Confirmed VEP release/115 behavior
The relevant behavior is buffer-scoped:
buffer_size is a CLI option for the number of variations read before analysis, defaulting to 5000.
InputBuffer::next() fills up to buffer_size variants, preserves input order, carries a pre-buffer for chromosome transitions, and does not annotate one buffer across a chromosome boundary.
get_all_features_by_InputBuffer() computes cache regions touched by every variant in the current buffer, expands by upstream/downstream distance, fetches/cleans cache features, filters to the buffer min_max range expanded by that same distance, then calls merge_features().
AnnotationType::Transcript::merge_features() builds an HGNC map keyed by _gene_symbol from native _gene_hgnc_id values in the current buffer feature set, then assigns _gene_hgnc_id to same-symbol features in that same feature set. In refseq/merged, it also refills _gene_symbol, _gene_symbol_source, and _gene_hgnc_id from same _gene->stable_id features.
Source links:
Upstream dependency
This crate needs native HGNC provenance from datafusion-bio-format-ensembl-cache so it does not seed VEP-style propagation from cache-propagated values.
Related upstream issue: biodatageeks/datafusion-bio-formats#166
Preferred upstream behavior:
- Add
gene_hgnc_id_native to transcript parquet, populated only from raw VEP object keys gene_hgnc_id / _gene_hgnc_id.
- Remove export-time
gene_hgnc_id propagation, or at minimum ensure this crate never treats propagated gene_hgnc_id as a native donor.
- Keep
gene_hgnc_id_native as a plain pass-through column with no COALESCE / window backfill.
Short-term compatibility in this repo:
- If
gene_hgnc_id_native is absent, parse _gene_hgnc_id / gene_hgnc_id from raw_object_json.
- Do not use promoted
gene_hgnc_id as a donor when native provenance is unavailable unless explicitly running a legacy non-strict mode.
Implementation plan in this repo
-
Extend transcript hydration with native HGNC storage.
Add a gene_hgnc_id_native-style field to TranscriptFeature, and carry gene_symbol, gene_symbol_source, gene_stable_id, transcript source, and stable feature ID needed by VEP's merge_features() logic.
-
Remove chromosome/global HGNC backfill for strict VEP parity.
Delete or bypass backfill_missing_hgnc_ids() in strict parity mode. Reset any working HGNC value to the native value before applying buffer-local propagation.
-
Add VEP-style input-buffer chunking.
Default buffer_size to 5000, chunk the logical input variant stream before CSQ expansion, preserve input order, do not cross chromosome boundaries, compute per-buffer min_max, and expose a config override matching VEP CLI behavior.
-
Compute the buffer-local transcript feature set.

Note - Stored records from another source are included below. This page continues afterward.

/*
 * environment.rs
 * Copyright (c) 2025 Posit, PBC
 */

//! Variables and functions available to template expressions.

use crate::options::ProcessingOptions;
use crate::{Error, Result, paths};
use minijinja::value::{Rest, ValueKind};
use minijinja::{AutoEscape, Environment, ErrorKind, UndefinedBehavior, escape_formatter};
use serde::Serialize;
use std::collections::BTreeMap;
use std::fmt::Write;
use std::sync::Arc;

/// Context a single field is rendered with.
///
/// Gathered fresh for every field so that host facts reflect the moment of
/// expansion.
#[derive(Debug, Clone, PartialEq, Eq, Serialize)]
pub struct Values {
    /// Key of the field being expanded
    #[serde(rename = "Name")]
    pub name: String,
    #[serde(rename = "ProjectDir")]
    pub project_dir: String,
    #[serde(rename = "Arguments")]
    pub arguments: BTreeMap<String, String>,
    #[serde(rename = "Hostname")]
    pub hostname: String,
    /// First IPv4 address of `hostname`, empty when it has none
    #[serde(rename = "IPv4")]
    pub ipv4: String,
    #[serde(rename = "Containerized")]
    pub containerized: bool,
    #[serde(rename = "Testing")]
    pub testing: bool,
    #[serde(rename = "CPUs")]
    pub cpus: usize,
    #[serde(rename = "ARCH")]
    pub arch: String,
    #[serde(rename = "OS")]
    pub os: String,
}

impl Values {
    /// Collect the context for the field `name`.
    ///
    /// # Errors
    ///
    /// [`Error::Environment`] when the hostname cannot be read or resolved,
    /// [`Error::CurrentDir`] when no root directory is set and the current
    /// directory is unavailable.
    pub fn gather(name: &str, options: &ProcessingOptions) -> Result<Values> {
        let host = options.host_probe();
        let hostname = host.hostname().map_err(|source| Error::Environment {
            fact: "hostname",
            source,
        })?;
        let ipv4 = host
            .lookup_ipv4(&hostname)
            .map_err(|source| Error::Environment {
                fact: "IPv4 address",
                source,
            })?
            .map(|ip| ip.to_string())
            .unwrap_or_default();

        Ok(Values {
            name: name.to_string(),
            project_dir: options.resolve_root_dir()?.to_string_lossy().into_owned(),
            arguments: options.get_arguments().clone(),
            hostname,
            ipv4,
            containerized: host.is_containerized(),
            testing: options.is_testing(),
            cpus: host.cpus(),
            arch: host.arch(),
            os: host.os(),
        })
    }
}

/// Evaluator configured for configuration templates.
///
/// Undefined variables are errors, output is never escaped and a trailing
/// newline in the field text survives rendering.
pub(crate) fn evaluator<'source>(options: &ProcessingOptions) -> Environment<'source> {
    let mut env = Environment::new();
    env.set_keep_trailing_newline(true);
    env.set_undefined_behavior(UndefinedBehavior::Strict);
    env.set_auto_escape_callback(|_| AutoEscape::None);
    // booleans print as YAML reads them, not as `True`/`False`
    env.set_formatter(|out, state, value| {
        if value.kind() == ValueKind::Bool {
            write!(out, "{}", value.is_true())?;
            Ok(())
        } else {
            escape_formatter(out, state, value)
        }
    });

    env.add_function("add", |terms: Rest<i64>| {
        terms.iter().try_fold(0i64, |sum, &term| checked(sum.checked_add(term)))
    });
    env.add_function("sub", |a: i64, b: i64| checked(a.checked_sub(b)));
    env.add_function("mul", |factors: Rest<i64>| {
        factors.iter().try_fold(1i64, |product, &factor| checked(product.checked_mul(factor)))
    });
    env.add_function("div", |a: i64, b: i64| checked(a.checked_div(b)));
    env.add_function("mod", |a: i64, b: i64| checked(a.checked_rem(b)));

    env.add_function("joinPath", |segments: Rest<String>| paths::join(&segments.0));

    let ports = Arc::clone(options.port_allocator());
    env.add_function("freeLocalPort", move || {
        ports.free_local_port().map_err(|err| {
            minijinja::Error::new(ErrorKind::InvalidOperation, "unable to find a free local port")
                .with_source(err)
        })
    });

    env
}

/// Integer helpers fail on overflow and division by zero.
fn checked(result: Option<i64>) -> std::result::Result<i64, minijinja::Error> {
    result.ok_or_else(|| {
        minijinja::Error::new(
            ErrorKind::InvalidOperation,
            "integer overflow or division by zero",
        )
    })
}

Use the buffer min_max range expanded by the same upstream/downstream distance used for consequence annotation. If transcripts are already loaded per chromosome, filter the in-memory feature set by that expanded range. If transcript loading becomes lazy later, load only the 1 Mb cache regions touched by the buffer before applying the same min_max filter.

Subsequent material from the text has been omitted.